Work task:
For the listing below, give the number of lines that hold the string "pile", without anything else.

----- Task inputs

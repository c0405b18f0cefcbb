//! Property tests for the uno reducer.
//!
//! Properties tested:
//! - Card conservation after start
//! - Replaying the log yields an identical aggregate
//! - Event ids are contiguous; stale/future ids are rejected without change
//! - Nothing changes once a winner is set

use proptest::prelude::*;

use uno_engine::domain::{Color, Game};
use uno_engine::engine::validation::is_legal_move;
use uno_engine::engine::{apply, build_deck, EventKind, GameError, GameEvent, RandomSource, Replica};
use uno_engine::infra::DeterministicRng;

/// Прогон партии ботами. Возвращает реплику и размер колоды при старте.
fn simulate(seed: u64, players: usize, max_steps: usize) -> (Replica, usize) {
    let mut rng = DeterministicRng::from_seed(seed);
    let mut replica = Replica::new();
    replica
        .submit(EventKind::Create {
            game_id: format!("P{seed}"),
            player_count: players,
        })
        .unwrap();
    for i in 0..players {
        replica
            .submit(EventKind::Join {
                player: format!("bot{i}"),
            })
            .unwrap();
    }

    let deck = build_deck(players, rng.next_seed());
    let total = deck.len();
    let start_player = format!("bot{}", rng.pick_index(players).unwrap());
    replica
        .submit(EventKind::Start { deck, start_player })
        .unwrap();

    for _ in 0..max_steps {
        let Some(game) = replica.game() else { break };
        if game.is_over() || game.error.is_some() {
            break;
        }
        let kind = bot_move(game, &mut rng);
        match replica.submit(kind) {
            Ok(_) => {}
            Err(GameError::InfiniteDraw) => break,
            Err(other) => panic!("bot produced an illegal move: {other}"),
        }
    }

    (replica, total)
}

fn bot_move(game: &Game, rng: &mut DeterministicRng) -> EventKind {
    let current = game.current_player.clone().unwrap();

    // иногда кто-то кричит "уно" на случайного игрока
    if rng.pick_index(8) == Some(0) {
        let caller = &game.players[rng.pick_index(game.players.len()).unwrap()].name;
        let target = &game.players[rng.pick_index(game.players.len()).unwrap()].name;
        return EventKind::Uno {
            caller: caller.clone(),
            target: target.clone(),
        };
    }

    // изредка кто-то уходит, пока за столом больше двоих
    if game.players.len() > 2 && rng.pick_index(60) == Some(0) {
        let leaver = &game.players[rng.pick_index(game.players.len()).unwrap()].name;
        return EventKind::Leave {
            player: leaver.clone(),
            seed: rng.next_seed(),
        };
    }

    let hand = &game.player(&current).unwrap().hand;
    match hand.iter().find(|c| is_legal_move(game.top_card(), c)) {
        Some(card) => EventKind::Play {
            player: current.clone(),
            card: *card,
            chosen_color: (card.color() == Color::Wild)
                .then(|| Color::PLAYABLE[rng.pick_index(4).unwrap()]),
        },
        None => EventKind::Draw {
            player: current,
            count: 1,
        },
    }
}

fn config() -> ProptestConfig {
    ProptestConfig::with_cases(24)
}

proptest! {
    #![proptest_config(config())]

    /// Property: deck + pile + hands is constant after start
    #[test]
    fn prop_cards_are_conserved(seed in any::<u64>(), players in 2usize..6, steps in 1usize..300) {
        let (replica, total) = simulate(seed, players, steps);
        let game = replica.game().unwrap();
        prop_assert_eq!(game.total_cards(), total);

        let mut ids: Vec<u32> = game
            .deck
            .cards
            .iter()
            .chain(game.pile.iter())
            .chain(game.players.iter().flat_map(|p| p.hand.iter()))
            .map(|c| c.id)
            .collect();
        ids.sort_unstable();
        ids.dedup();
        prop_assert_eq!(ids.len(), total, "every physical card exists exactly once");
    }

    /// Property: replaying the log on a fresh replica gives the same aggregate
    #[test]
    fn prop_replay_is_deterministic(seed in any::<u64>(), players in 2usize..5, steps in 1usize..200) {
        let (host, _) = simulate(seed, players, steps);

        let mut client = Replica::new();
        for event in host.events() {
            client.replay(event).unwrap();
        }

        let a = host.game().unwrap();
        let b = client.game().unwrap();
        prop_assert_eq!(a, b);
        prop_assert_eq!(
            serde_json::to_string(a).unwrap(),
            serde_json::to_string(b).unwrap()
        );
    }

    /// Property: ids are contiguous; wrong ids are rejected and change nothing
    #[test]
    fn prop_ids_are_monotonic(seed in any::<u64>(), steps in 1usize..150, skew in 2u64..50) {
        let (replica, _) = simulate(seed, 3, steps);
        let game = replica.game().unwrap();

        for (idx, event) in game.events.iter().enumerate() {
            prop_assert_eq!(event.id, idx as u64);
        }
        prop_assert_eq!(game.last_event_id + 1, game.events.len() as u64);

        if game.error.is_none() {
            let before = game.clone();
            let future = GameEvent::new(game.last_event_id + skew, EventKind::Shuffle { seed });
            let stale = GameEvent::new(game.last_event_id, EventKind::Shuffle { seed });

            let is_out_of_order = |r: Result<_, GameError>| matches!(r, Err(GameError::OutOfOrder { .. }));
            prop_assert!(is_out_of_order(apply(Some(game), &future)));
            prop_assert!(is_out_of_order(apply(Some(game), &stale)));
            prop_assert_eq!(game, &before);
        }
    }

    /// Property: after the winner is set the table is frozen
    #[test]
    fn prop_finished_game_is_frozen(seed in any::<u64>(), players in 2usize..4) {
        let (mut replica, _) = simulate(seed, players, 2_000);
        let game = replica.game().unwrap().clone();
        prop_assume!(game.is_over());

        let someone = game.players[0].name.clone();
        for kind in [
            EventKind::Draw { player: someone.clone(), count: 1 },
            EventKind::Shuffle { seed },
            EventKind::Leave { player: someone.clone(), seed },
        ] {
            prop_assert_eq!(replica.submit(kind), Err(GameError::GameOver));
        }

        let after = replica.game().unwrap();
        prop_assert_eq!(&after.players, &game.players);
        prop_assert_eq!(&after.deck, &game.deck);
        prop_assert_eq!(&after.pile, &game.pile);
        prop_assert_eq!(&after.current_player, &game.current_player);
    }
}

----------

Task answer:
3